Match on the string "must" in the entries below and return every matching line.

(Stored items)
********

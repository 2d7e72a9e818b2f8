use std::net::SocketAddr;
use std::sync::Arc;

use crate::domain::entities::ServiceAccounts;
use crate::frameworks::{config, db};
use crate::interface_adapters::clients::identity::FirebaseTokenVerifier;
use crate::interface_adapters::clients::minting::IamCredentialsClient;
use crate::interface_adapters::routes;
use crate::interface_adapters::state::{AppState, PostgresRoomStore, SystemClock};

fn init_tracing() {
    let filter = tracing_subscriber::EnvFilter::try_from_default_env()
        .unwrap_or_else(|_| tracing_subscriber::EnvFilter::new("info"));

    let json = matches!(std::env::var("LOG_FORMAT").as_deref(), Ok("json"));
    if json {
        tracing_subscriber::fmt()
            .with_env_filter(filter)
            .with_target(false)
            .json()
            .with_current_span(true)
            .init();
    } else {
        tracing_subscriber::fmt()
            .with_env_filter(filter)
            .with_target(false)
            .compact()
            .init();
    }

    std::panic::set_hook(Box::new(|info| {
        let backtrace = std::backtrace::Backtrace::capture();
        tracing::error!(%info, ?backtrace, "panic");
    }));
}

pub async fn run() {
    // Load .env locally; safe to ignore when not present.
    let _ = dotenvy::dotenv();
    init_tracing();

    let project_id = match config::project_id() {
        Some(value) => value,
        None => {
            tracing::error!("GCP_PROJECT must be set");
            return;
        }
    };
    let gateway_audience = match config::api_gateway_audience() {
        Some(value) => value,
        None => {
            tracing::error!("API_GATEWAY_AUDIENCE must be set");
            return;
        }
    };
    let database_url = match config::database_url() {
        Some(value) => value,
        None => {
            tracing::error!("DATABASE_URL must be set");
            return;
        }
    };

    let db = match db::connect_pool(&database_url).await {
        Ok(pool) => pool,
        Err(error) => {
            tracing::error!(%error, "failed to connect to database");
            return;
        }
    };
    if let Err(error) = db::run_migrations(&db).await {
        tracing::error!(%error, "failed to run migrations");
        return;
    }

    // Provider handles are built once here and injected into the state.
    let verifier = match FirebaseTokenVerifier::new(
        project_id.clone(),
        config::jwks_url(),
        config::verify_timeout(),
    ) {
        Ok(client) => client,
        Err(error) => {
            tracing::error!(%error, "failed to build identity verifier");
            return;
        }
    };
    let minter = match IamCredentialsClient::new(
        config::iam_credentials_url(),
        config::metadata_token_url(),
        gateway_audience,
        config::mint_timeout(),
    ) {
        Ok(client) => client,
        Err(error) => {
            tracing::error!(%error, "failed to build minting client");
            return;
        }
    };

    let accounts = ServiceAccounts {
        anonymous: config::guest_service_account(&project_id),
        password: config::admin_service_account(&project_id),
    };

    let state = Arc::new(AppState {
        verifier: Arc::new(verifier),
        rooms: Arc::new(PostgresRoomStore { db }),
        minter: Arc::new(minter),
        clock: Arc::new(SystemClock),
        accounts,
    });

    // Wire the HTTP route for the token exchange.
    let app = routes::app(state);

    let addr = SocketAddr::from(([0, 0, 0, 0], config::http_port()));

    // Bind TCP listener with error handling.
    let listener = match tokio::net::TcpListener::bind(addr).await {
        Ok(listener) => listener,
        Err(error) => {
            tracing::error!(%addr, %error, "failed to bind");
            return; // Abort startup on bind failure.
        }
    };
    tracing::info!(%addr, "listening");

    // Serve app and report errors rather than panicking.
    if let Err(error) = axum::serve(listener, app).await {
        tracing::error!(%error, "server error");
    }
}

********

== ANSWER FOR THE TASK ==
            tracing::error!("GCP_PROJECT must be set");
            tracing::error!("API_GATEWAY_AUDIENCE must be set");
            tracing::error!("DATABASE_URL must be set");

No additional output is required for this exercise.